It’s not all bad, though. The paper’s authors emphasise that policies put in place through Horizon 2020 to counter specialisation of regions gets an uptick. The authors also point out that brain drain isn’t universally bad – it results in governments creating educational incentives within its own country that might not exist. And while this first generation of Eastern European academics may not return, it’ll be interesting to see how this relationship plays out in the long term: having a well-known Romanian researcher in, say, Paris, might encourage Romanian students to study there, only to return to their home country with all the benefits of their overseas experience (rather charmingly, the authors refer to this as ‘brain circulation’).

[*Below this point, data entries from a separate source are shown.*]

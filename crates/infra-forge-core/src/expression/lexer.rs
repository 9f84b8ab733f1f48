use logos::Logos;

use crate::error::{ErrorInfo, ExpressionError};
use crate::span::LineIndex;

use super::token::{ExpressionToken, RawToken, TokenKind, TokenValue};

/// Tokenizes `source[start..end]` in a single left-to-right pass.
///
/// Positions are resolved against `index`, which must be built over the whole
/// `source`, so columns account for text outside the scanned range (such as the
/// opening bracket). The returned stream always ends with an end-of-input token.
///
/// # Errors
///
/// Returns the first `ExpressionError::Lexical` encountered. Scanning does not
/// resume after an error.
pub fn tokenize(
    source: &str,
    start: usize,
    end: usize,
    index: &LineIndex,
) -> Result<Vec<ExpressionToken>, ExpressionError> {
    let text = &source[start..end];
    let mut tokens = Vec::new();

    for (result, range) in RawToken::lexer(text).spanned() {
        let position = index.position(start + range.start);
        match result {
            Ok(raw) => {
                let (kind, value) = classify(raw);
                tokens.push(ExpressionToken::new(kind, value, position));
            }
            Err(kind) => {
                return Err(ExpressionError::Lexical {
                    kind,
                    text: text[range].to_string(),
                    info: ErrorInfo::new(position.line, position.column),
                });
            }
        }
    }

    tokens.push(ExpressionToken::new(
        TokenKind::EndOfInput,
        TokenValue::None,
        index.position(end),
    ));
    Ok(tokens)
}

fn classify(raw: RawToken) -> (TokenKind, TokenValue) {
    match raw {
        RawToken::Identifier(name) => (TokenKind::Identifier, TokenValue::Text(name)),
        RawToken::String(value) => (TokenKind::StringLiteral, TokenValue::Text(value)),
        RawToken::Integer(n) => (TokenKind::IntegerLiteral, TokenValue::Integer(n)),
        RawToken::LeftParenthesis => (TokenKind::LeftParenthesis, TokenValue::None),
        RawToken::RightParenthesis => (TokenKind::RightParenthesis, TokenValue::None),
        RawToken::LeftSquareBracket => (TokenKind::LeftSquareBracket, TokenValue::None),
        RawToken::RightSquareBracket => (TokenKind::RightSquareBracket, TokenValue::None),
        RawToken::Comma => (TokenKind::Comma, TokenValue::None),
        RawToken::Dot => (TokenKind::Dot, TokenValue::None),
    }
}
//! Syntax tree produced by the parser and consumed by the binder and printer.
//!
//! Every node carries the byte span it was parsed from. Expression nodes also
//! carry a [`NodeId`], unique within one [`Program`], that the binder uses to
//! attach resolved symbols without mutating the tree.

use infra_forge_core::expression::Literal;
use infra_forge_core::{Diagnostic, LineIndex, Span};

/// Identity of an expression node within its program.
#[derive(Debug, Clone, Copy, PartialEq, Eq, PartialOrd, Ord, Hash)]
pub struct NodeId(pub u32);

/// Hands out fresh node ids.
#[derive(Debug, Default)]
pub struct NodeIds {
    next: u32,
}

impl NodeIds {
    pub fn new() -> Self {
        Self::default()
    }

    pub fn next_id(&mut self) -> NodeId {
        let id = NodeId(self.next);
        self.next += 1;
        id
    }

    /// Builds an expression with a fresh id.
    pub fn expression(&mut self, kind: ExpressionKind, span: Span) -> Expression {
        Expression {
            id: self.next_id(),
            kind,
            span,
        }
    }
}

/// A parsed file: its declarations in source order plus parse diagnostics.
#[derive(Debug, Clone)]
pub struct Program {
    pub declarations: Vec<Declaration>,
    pub diagnostics: Vec<Diagnostic>,
    pub line_index: LineIndex,
}

impl Program {
    /// Iterates over real declarations, skipping recovery placeholders.
    pub fn named_declarations(&self) -> impl Iterator<Item = &Declaration> {
        self.declarations
            .iter()
            .filter(|d| !matches!(d, Declaration::Skipped(_)))
    }

    pub fn has_errors(&self) -> bool {
        infra_forge_core::has_errors(&self.diagnostics)
    }
}

/// A name together with where it was written.
#[derive(Debug, Clone, PartialEq, Eq)]
pub struct Identifier {
    pub name: String,
    pub span: Span,
}

impl Identifier {
    pub fn new(name: impl Into<String>, span: Span) -> Self {
        Self {
            name: name.into(),
            span,
        }
    }
}

/// A type name as written, e.g. `string`. Resolved by the binder.
#[derive(Debug, Clone, PartialEq, Eq)]
pub struct TypeAnnotation {
    pub name: String,
    pub span: Span,
}

/// A top-level declaration.
#[derive(Debug, Clone)]
pub enum Declaration {
    Parameter(ParameterDeclaration),
    Variable(VariableDeclaration),
    Resource(ResourceDeclaration),
    Output(OutputDeclaration),
    /// Placeholder for a region skipped during error recovery.
    Skipped(Span),
}

impl Declaration {
    pub fn name(&self) -> Option<&Identifier> {
        match self {
            Self::Parameter(d) => Some(&d.name),
            Self::Variable(d) => Some(&d.name),
            Self::Resource(d) => Some(&d.name),
            Self::Output(d) => Some(&d.name),
            Self::Skipped(_) => None,
        }
    }

    pub fn span(&self) -> Span {
        match self {
            Self::Parameter(d) => d.span,
            Self::Variable(d) => d.span,
            Self::Resource(d) => d.span,
            Self::Output(d) => d.span,
            Self::Skipped(span) => *span,
        }
    }

    pub fn keyword(&self) -> &'static str {
        match self {
            Self::Parameter(_) => "parameter",
            Self::Variable(_) => "variable",
            Self::Resource(_) => "resource",
            Self::Output(_) => "output",
            Self::Skipped(_) => "<skipped>",
        }
    }

    /// The declaration's body expression, if it has one.
    pub fn body(&self) -> Option<&Expression> {
        match self {
            Self::Parameter(d) => d.default_value.as_ref(),
            Self::Variable(d) => Some(&d.value),
            Self::Resource(d) => Some(&d.body),
            Self::Output(d) => Some(&d.value),
            Self::Skipped(_) => None,
        }
    }
}

/// `parameter name: type (= default)?`
#[derive(Debug, Clone)]
pub struct ParameterDeclaration {
    pub name: Identifier,
    pub type_annotation: TypeAnnotation,
    pub default_value: Option<Expression>,
    pub span: Span,
}

/// `variable name = value`
#[derive(Debug, Clone)]
pub struct VariableDeclaration {
    pub name: Identifier,
    pub value: Expression,
    pub span: Span,
}

/// `resource name: 'provider/type@apiVersion' = { ... }`
#[derive(Debug, Clone)]
pub struct ResourceDeclaration {
    pub name: Identifier,
    pub resource_type: ResourceTypeReference,
    pub body: Expression,
    pub span: Span,
}

/// The quoted type header of a resource, unvalidated.
#[derive(Debug, Clone, PartialEq, Eq)]
pub struct ResourceTypeReference {
    pub text: String,
    pub span: Span,
}

impl ResourceTypeReference {
    /// Splits `provider/type@version` into the full type and the API version.
    ///
    /// Returns `None` unless there is exactly one `@` and the type part
    /// contains a `/` with text on both sides.
    pub fn split(&self) -> Option<(&str, &str)> {
        let (full_type, api_version) = self.text.split_once('@')?;
        if api_version.is_empty() || api_version.contains('@') {
            return None;
        }
        let (provider, kind) = full_type.split_once('/')?;
        if provider.is_empty() || kind.is_empty() {
            return None;
        }
        Some((full_type, api_version))
    }
}

/// `output name(: type)? = value`
#[derive(Debug, Clone)]
pub struct OutputDeclaration {
    pub name: Identifier,
    pub type_annotation: Option<TypeAnnotation>,
    pub value: Expression,
    pub span: Span,
}

/// An expression node.
#[derive(Debug, Clone)]
pub struct Expression {
    pub id: NodeId,
    pub kind: ExpressionKind,
    pub span: Span,
}

#[derive(Debug, Clone)]
pub enum ExpressionKind {
    Literal(Literal),
    /// A bare identifier referring to a declaration.
    Reference(Identifier),
    FunctionCall {
        namespace: Option<Identifier>,
        name: Identifier,
        arguments: Vec<Expression>,
    },
    PropertyAccess {
        base: Box<Expression>,
        property: Identifier,
    },
    ArrayAccess {
        base: Box<Expression>,
        index: Box<Expression>,
    },
    Object(Vec<ObjectProperty>),
    Array(Vec<Expression>),
    /// A string with at least one `${...}` hole.
    Interpolated(Vec<StringSegment>),
    /// Placeholder for an expression that failed to parse.
    Skipped,
}

/// `key: value` inside an object literal. Keys are unique within one literal.
#[derive(Debug, Clone)]
pub struct ObjectProperty {
    pub key: String,
    pub key_span: Span,
    pub value: Expression,
}

#[derive(Debug, Clone)]
pub enum StringSegment {
    Text(String),
    Expression(Expression),
}

impl Expression {
    pub fn as_object(&self) -> Option<&[ObjectProperty]> {
        match &self.kind {
            ExpressionKind::Object(properties) => Some(properties),
            _ => None,
        }
    }

    pub fn as_string_literal(&self) -> Option<&str> {
        match &self.kind {
            ExpressionKind::Literal(Literal::String(s)) => Some(s),
            _ => None,
        }
    }

    /// Looks up a property of an object literal by key.
    pub fn property(&self, key: &str) -> Option<&ObjectProperty> {
        self.as_object()?.iter().find(|p| p.key == key)
    }

    /// Calls `visit` on this expression and every expression nested in it, parents first.
    pub fn walk<'a>(&'a self, visit: &mut impl FnMut(&'a Expression)) {
        visit(self);
        match &self.kind {
            ExpressionKind::FunctionCall { arguments, .. } => {
                for argument in arguments {
                    argument.walk(visit);
                }
            }
            ExpressionKind::PropertyAccess { base, .. } => base.walk(visit),
            ExpressionKind::ArrayAccess { base, index } => {
                base.walk(visit);
                index.walk(visit);
            }
            ExpressionKind::Object(properties) => {
                for property in properties {
                    property.value.walk(visit);
                }
            }
            ExpressionKind::Array(items) => {
                for item in items {
                    item.walk(visit);
                }
            }
            ExpressionKind::Interpolated(segments) => {
                for segment in segments {
                    if let StringSegment::Expression(expr) = segment {
                        expr.walk(visit);
                    }
                }
            }
            ExpressionKind::Literal(_) | ExpressionKind::Reference(_) | ExpressionKind::Skipped => {}
        }
    }
}
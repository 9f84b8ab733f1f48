use std::path::{Path, PathBuf};

use serde::{Deserialize, Serialize};

use crate::cli::GlobalOpts;
use crate::error::CliError;
use crate::output::OutputMode;

/// CLI configuration file name looked up in the working directory.
pub const LOCAL_CONFIG: &str = "infra-forge.toml";

/// CLI configuration loaded from `infra-forge.toml`.
#[derive(Debug, Clone, Serialize, Deserialize, Default)]
pub struct CliConfig {
    #[serde(default)]
    pub output: OutputConfig,
    #[serde(default)]
    pub log: LogConfig,
    #[serde(default)]
    pub build: BuildConfig,
}

/// How results are rendered.
#[derive(Debug, Clone, Serialize, Deserialize)]
pub struct OutputConfig {
    #[serde(default = "default_format")]
    pub format: String,
    #[serde(default = "default_color")]
    pub color: bool,
}

impl Default for OutputConfig {
    fn default() -> Self {
        Self {
            format: default_format(),
            color: default_color(),
        }
    }
}

/// Log filter used when neither `-v` nor `INFRA_FORGE_LOG` is given.
#[derive(Debug, Clone, Serialize, Deserialize, Default)]
pub struct LogConfig {
    #[serde(default)]
    pub filter: Option<String>,
}

#[derive(Debug, Clone, Serialize, Deserialize, Default)]
pub struct BuildConfig {
    /// Directory emitted documents are written to.
    #[serde(default)]
    pub out_dir: Option<PathBuf>,
}

fn default_format() -> String {
    "human".to_string()
}

fn default_color() -> bool {
    true
}

/// Settings after merging the config file with CLI flags.
#[derive(Debug, Clone)]
pub struct Settings {
    pub format: OutputMode,
    pub color: bool,
    pub log_filter: String,
    pub out_dir: Option<PathBuf>,
}

/// Discovery order for the config file:
/// 1. `--config <path>` or `INFRA_FORGE_CONFIG` (both arrive through clap)
/// 2. `./infra-forge.toml` (project-local)
/// 3. `$XDG_CONFIG_HOME/infra-forge/config.toml`
/// 4. `~/.config/infra-forge/config.toml`
///
/// An explicit path must exist; the others are skipped when absent.
pub fn load_config(explicit_path: Option<&Path>) -> Result<CliConfig, CliError> {
    if let Some(path) = explicit_path {
        return load_config_from_path(path);
    }

    let local = PathBuf::from(LOCAL_CONFIG);
    if local.exists() {
        return load_config_from_path(&local);
    }

    if let Some(xdg) = std::env::var_os("XDG_CONFIG_HOME") {
        let path = PathBuf::from(xdg).join("infra-forge/config.toml");
        if path.exists() {
            return load_config_from_path(&path);
        }
    }

    if let Some(home) = std::env::var_os("HOME") {
        let path = PathBuf::from(home).join(".config/infra-forge/config.toml");
        if path.exists() {
            return load_config_from_path(&path);
        }
    }

    Ok(CliConfig::default())
}

fn load_config_from_path(path: &Path) -> Result<CliConfig, CliError> {
    let contents = std::fs::read_to_string(path).map_err(|e| CliError::Io {
        path: path.to_path_buf(),
        source: e,
    })?;

    let config = parse_config(&contents).map_err(|message| CliError::Config {
        message: format!("failed to parse {}: {message}", path.display()),
    })?;
    tracing::debug!(path = %path.display(), "loaded configuration");
    Ok(config)
}

fn parse_config(contents: &str) -> Result<CliConfig, String> {
    toml::from_str(contents).map_err(|e| e.to_string())
}

/// Resolve effective settings from config + CLI overrides.
///
/// CLI flags take precedence over config file values.
pub fn resolve_settings(config: &CliConfig, global: &GlobalOpts) -> Result<Settings, CliError> {
    let format_name = global.format.as_deref().unwrap_or(&config.output.format);
    let format = OutputMode::from_name(format_name).ok_or_else(|| CliError::Config {
        message: format!(
            "unknown output format '{format_name}'; expected human, rich, json or plain"
        ),
    })?;

    Ok(Settings {
        format,
        color: config.output.color && !global.no_color,
        log_filter: log_filter(config, global),
        out_dir: config.build.out_dir.clone(),
    })
}

/// `-q` and `-v` counts override the configured filter.
fn log_filter(config: &CliConfig, global: &GlobalOpts) -> String {
    if global.quiet {
        return "error".to_string();
    }
    match global.verbose {
        0 => config
            .log
            .filter
            .clone()
            .unwrap_or_else(|| "warn".to_string()),
        1 => "info".to_string(),
        2 => "debug".to_string(),
        _ => "trace".to_string(),
    }
}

We have already seen the brain drain in other countries, most notably China and India, who have began to correct the problem aggressively with incentives to return. The EU’s situation is more nuanced (decisions are made for the benefit of the grouped member states, as well as individual countries), but there’s no reason similar levers couldn’t begin to appear. And, as always, Brexit is a wildcard: nobody knows what the future holds for British science. Petersen spectulates that ’while it may not be great for the UK … the prospects for labour mobility and competitiveness in the rest of Europe may become more egalitarian’. 

Regardless of the future, the Petersen study emphasises that science is not equally doled out between countries. Funding, personnel and projects remain political beasts and, even within the EU, some countries will be winners, and others – particularly newer entrants – are going to lose out.